By Angsuman Chakraborty, Gaea News NetworkSaturday, September 15, 2007
As you all probably know by now Sun decided to sell Windows 2003 servers (gasp, sputter… Scott McNealy would surely turn in his grave on hearing this news; wait a minute, he is still the Chairman of Sun) on its hardware. The key question on everyone’s mind is has Sun finally found a direction as Microsoft’s partner or has Sun joined the dark side as some would like to say or has Sun finally lost its marbles or whether it is really a strategically brilliant move? Significantly Jonathan Schwartz, CEO of Sun Microsystems, is eerily silent on his blog about this initiative and continues to promote OpenOffice as an alternative to Microsoft Office.
Excerpt from Press Release
Sun and Microsoft will work together to ensure that Solaris runs well as a guest on Microsoft virtualization technologies and that Windows Server runs well as a guest in Sun’s virtualization technologies.
Sun and Microsoft will continue to collaborate to advance the worldwide deployment of the Microsoft Mediaroom IPTV and multimedia platform on Sun server and storage systems.
Microsoft and Sun will build an Interoperability Center on Microsoft’s Redmond campus. The center will include a demonstration area for Sun x64 systems, act as a working lab for Windows on Sun benchmarks and sales tools, and support customers running proofs of concept for projects focused on Windows on Sun x64 systems, including joint Sun/Microsoft solutions in areas such as databases, e-mail and messaging, virtualization, and Remote Desktop Protocol (RDP) support in Sun Ray thin clients.
Sun’s Strategy or lack of it…
Sun’s strategy by ArsTechnica
In its early days McNealy adopted a strong anti-Microsoft position primarily as a marketing tactics and continued it over the years. I really doubt that it helped Sun in any way.
Sun did however undertake several initiatives over the years to undermine Microsoft of which only Java succeeded and Star Office / Open Office to some extent.
Java Desktop is one of the many initiatives where Sun couldn’t make much headway. In the process Sun ended up open sourcing Solaris & Java, both of which, especially Solaris, I think are strategic blunders.
Solaris (and many would say the original Sun OS) was the life blood of Sun for many years. Sun OS & Solaris on Sun hardware is what gave Sun strategic advantage in the middleware market. While Sun lost its ground in recent years, I would attribute it more to lack of comparative CPU performance improvement (wrt.
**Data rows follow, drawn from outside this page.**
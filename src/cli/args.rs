//! CLI argument structures

use clap::{Parser, Subcommand};
use std::path::PathBuf;

/// Run all the airflow management commands.
#[derive(Parser, Debug)]
#[command(name = "airflow-compose")]
#[command(about = "Run all the airflow management commands.", long_about = None)]
#[command(version)]
pub struct Cli {
    /// Enable verbose output (-v for debug, -vv for trace, -vvv for all)
    #[arg(short, long, action = clap::ArgAction::Count, global = true)]
    pub verbose: u8,

    /// Give up waiting for containers after this many seconds (default: wait forever)
    #[arg(long, value_name = "SECONDS", global = true)]
    pub poll_timeout: Option<u64>,

    #[command(subcommand)]
    pub command: Commands,
}

#[derive(Subcommand, Debug, PartialEq, Eq)]
pub enum Commands {
    /// Bring services up without bootstrapping the database
    Up {
        /// Service to start (all services when omitted)
        service: Option<String>,

        /// DAG environment mounted into the containers
        #[arg(long, default_value = "prod")]
        env: String,
    },

    /// Bootstrap the metadata database and start every service
    Start {
        #[arg(long, default_value = "prod")]
        env: String,
    },

    /// Tear everything down, including volumes, then start again
    Reset {
        #[arg(long, default_value = "prod")]
        env: String,
    },

    /// Run a docker-compose command against the generated compose file
    Run {
        /// docker-compose subcommand, e.g. `logs`
        command: String,

        /// Arguments passed through untouched
        #[arg(trailing_var_arg = true, allow_hyphen_values = true)]
        args: Vec<String>,
    },

    /// Run the DAG test container against a DAG directory
    Test {
        #[arg(long, default_value = ".")]
        dag_dir: PathBuf,

        #[arg(long, default_value = "latest")]
        airflowdocker_tag: String,

        /// Mounted as extra tests when it exists
        #[arg(long, default_value = "tests")]
        extra_test_dir: PathBuf,
    },

    /// Manage airflow variables
    Variables {
        #[command(subcommand)]
        command: VariablesCommands,
    },
}

#[derive(Subcommand, Debug, PartialEq, Eq)]
pub enum VariablesCommands {
    /// Import a variables JSON file into the running environment
    Load {
        file: PathBuf,
    },
}

#[cfg(test)]
mod tests {
    use super::*;

    #[test]
    fn test_up_defaults() {
        let cli = Cli::try_parse_from(["airflow-compose", "up"]).unwrap();
        assert_eq!(
            cli.command,
            Commands::Up {
                service: None,
                env: "prod".to_string()
            }
        );
        assert_eq!(cli.poll_timeout, None);
    }

    #[test]
    fn test_run_passes_flags_through() {
        let cli = Cli::try_parse_from(["airflow-compose", "run", "logs", "-f", "airflow-web"])
            .unwrap();
        assert_eq!(
            cli.command,
            Commands::Run {
                command: "logs".to_string(),
                args: vec!["-f".to_string(), "airflow-web".to_string()],
            }
        );
    }

    #[test]
    fn test_global_flags_after_subcommand() {
        let cli = Cli::try_parse_from([
            "airflow-compose",
            "start",
            "--env",
            "dev",
            "-vv",
            "--poll-timeout",
            "120",
        ])
        .unwrap();
        assert_eq!(cli.verbose, 2);
        assert_eq!(cli.poll_timeout, Some(120));
        assert_eq!(
            cli.command,
            Commands::Start {
                env: "dev".to_string()
            }
        );
    }

    #[test]
    fn test_variables_load_requires_file() {
        assert!(Cli::try_parse_from(["airflow-compose", "variables", "load"]).is_err());
        let cli =
            Cli::try_parse_from(["airflow-compose", "variables", "load", "vars.json"]).unwrap();
        assert_eq!(
            cli.command,
            Commands::Variables {
                command: VariablesCommands::Load {
                    file: PathBuf::from("vars.json")
                }
            }
        );
    }

    #[test]
    fn test_test_defaults() {
        let cli = Cli::try_parse_from(["airflow-compose", "test"]).unwrap();
        assert_eq!(
            cli.command,
            Commands::Test {
                dag_dir: PathBuf::from("."),
                airflowdocker_tag: "latest".to_string(),
                extra_test_dir: PathBuf::from("tests"),
            }
        );
    }
}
Intel chips) than to Solaris. Solaris remains to this day the leading stable production ready operating system.
Sun should have moved over to using Intel chips much earlier. Steve Jobs made a wise decision to move over to Intel chips and so should have Sun. Moving over to Intel (not Wintel) would have allowed Sun to keep its competitive advantage. Instead Sun at one point decided to even downgrade importance of supporting Solaris on Intel chips.
Several of recent Sun’s initiatives leads me to think that Sun is not following a unified strategic vision in the last 4-5 years. Most of Sun’s initiatives appears to be fishing expeditions, unguided by a vision or sense of purpose. Sun reminds me of our Defence Research Development Organization (DRDO) which is spending our military fund on agriculture; and prides itself on finding the hottest chilli.
Logically the only option that Sun has moving forward is jumping 100% into the services bandwagon and start competing with the likes of IBM & Infosys.
Sun Preparing for Microsoft Takeover?
If I were to speculate, I wouldn’t rule-out a takeover of Sun by Microsoft. First a 2 billion dollar dole and now Microsoft has Sun as its Windows 2003 server vendor, Microsoft definitely has Sun by the short hairs.